■ What you will do ■
The entries are given below. Output each one unchanged.

■ Data supplied ■
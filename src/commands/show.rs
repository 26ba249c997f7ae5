use super::{print_value, with_manager, FilterArgs};
use crate::libs::manager::ConditionInput;
use anyhow::Result;
use clap::Args;

#[derive(Debug, Args)]
pub struct ShowArgs {
    entity: String,
    /// Record id; without it the first record matching the filters is shown
    id: Option<String>,
    #[command(flatten)]
    filter: FilterArgs,
    #[arg(short, long)]
    with: Vec<String>,
    #[arg(long)]
    trashed: bool,
    #[arg(long)]
    json: bool,
}

pub fn cmd(args: ShowArgs) -> Result<()> {
    with_manager(|manager| {
        let mut entity = args.filter.with_logic(manager.use_schema(&args.entity)?);
        for relation in &args.with {
            entity = entity.with(relation);
        }
        if args.trashed {
            entity = entity.with_trashed();
        }

        let params = args.filter.params()?;
        let filters = (!params.is_empty()).then_some(ConditionInput::Params(params));
        let record = entity.prepare_show(args.id.as_deref(), filters)?;
        let value = entity.present(&record);
        print_value(&value, args.json)
    })
}
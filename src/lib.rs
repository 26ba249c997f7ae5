//! # datamanage
//!
//! A generic CRUD orchestrator over SQLite. Entities are registered by name
//! with a schema describing their table, columns and relations; callers pick
//! one with `use_schema`, attach filter conditionals, and run list, paginate,
//! show, store, update, delete or update-or-create through a single uniform
//! interface. Results pass through per-entity resource transformers.
//!
//! ## Usage
//!
//! ```rust,no_run
//! use datamanage::commands::Cli;
//!
//! fn main() -> anyhow::Result<()> {
//!     Cli::menu()
//! }
//! ```

pub mod commands;
pub mod db;
pub mod libs;
pub mod schemas;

■ Exercise answer ■
filename src/commands/show.rs
repository 26ba249c997f7ae5
use super::{print_value, with_manager, FilterArgs};
use crate::libs::manager::ConditionInput;
use anyhow::Result;
use clap::Args;

#[derive(Debug, Args)]
pub struct ShowArgs {
    entity: String,
    /// Record id; without it the first record matching the filters is shown
    id: Option<String>,
    #[command(flatten)]
    filter: FilterArgs,
    #[arg(short, long)]
    with: Vec<String>,
    #[arg(long)]
    trashed: bool,
    #[arg(long)]
    json: bool,
}

pub fn cmd(args: ShowArgs) -> Result<()> {
    with_manager(|manager| {
        let mut entity = args.filter.with_logic(manager.use_schema(&args.entity)?);
        for relation in &args.with {
            entity = entity.with(relation);
        }
        if args.trashed {
            entity = entity.with_trashed();
        }

        let params = args.filter.params()?;
        let filters = (!params.is_empty()).then_some(ConditionInput::Params(params));
        let record = entity.prepare_show(args.id.as_deref(), filters)?;
        let value = entity.present(&record);
        print_value(&value, args.json)
    })
}
filename src/lib.rs
repository 26ba249c997f7ae5
//! # datamanage
//!
//! A generic CRUD orchestrator over SQLite. Entities are registered by name
//! with a schema describing their table, columns and relations; callers pick
//! one with `use_schema`, attach filter conditionals, and run list, paginate,
//! show, store, update, delete or update-or-create through a single uniform
//! interface. Results pass through per-entity resource transformers.
//!
//! ## Usage
//!
//! ```rust,no_run
//! use datamanage::commands::Cli;
//!
//! fn main() -> anyhow::Result<()> {
//!     Cli::menu()
//! }
//! ```

pub mod commands;
pub mod db;
pub mod libs;
pub mod schemas;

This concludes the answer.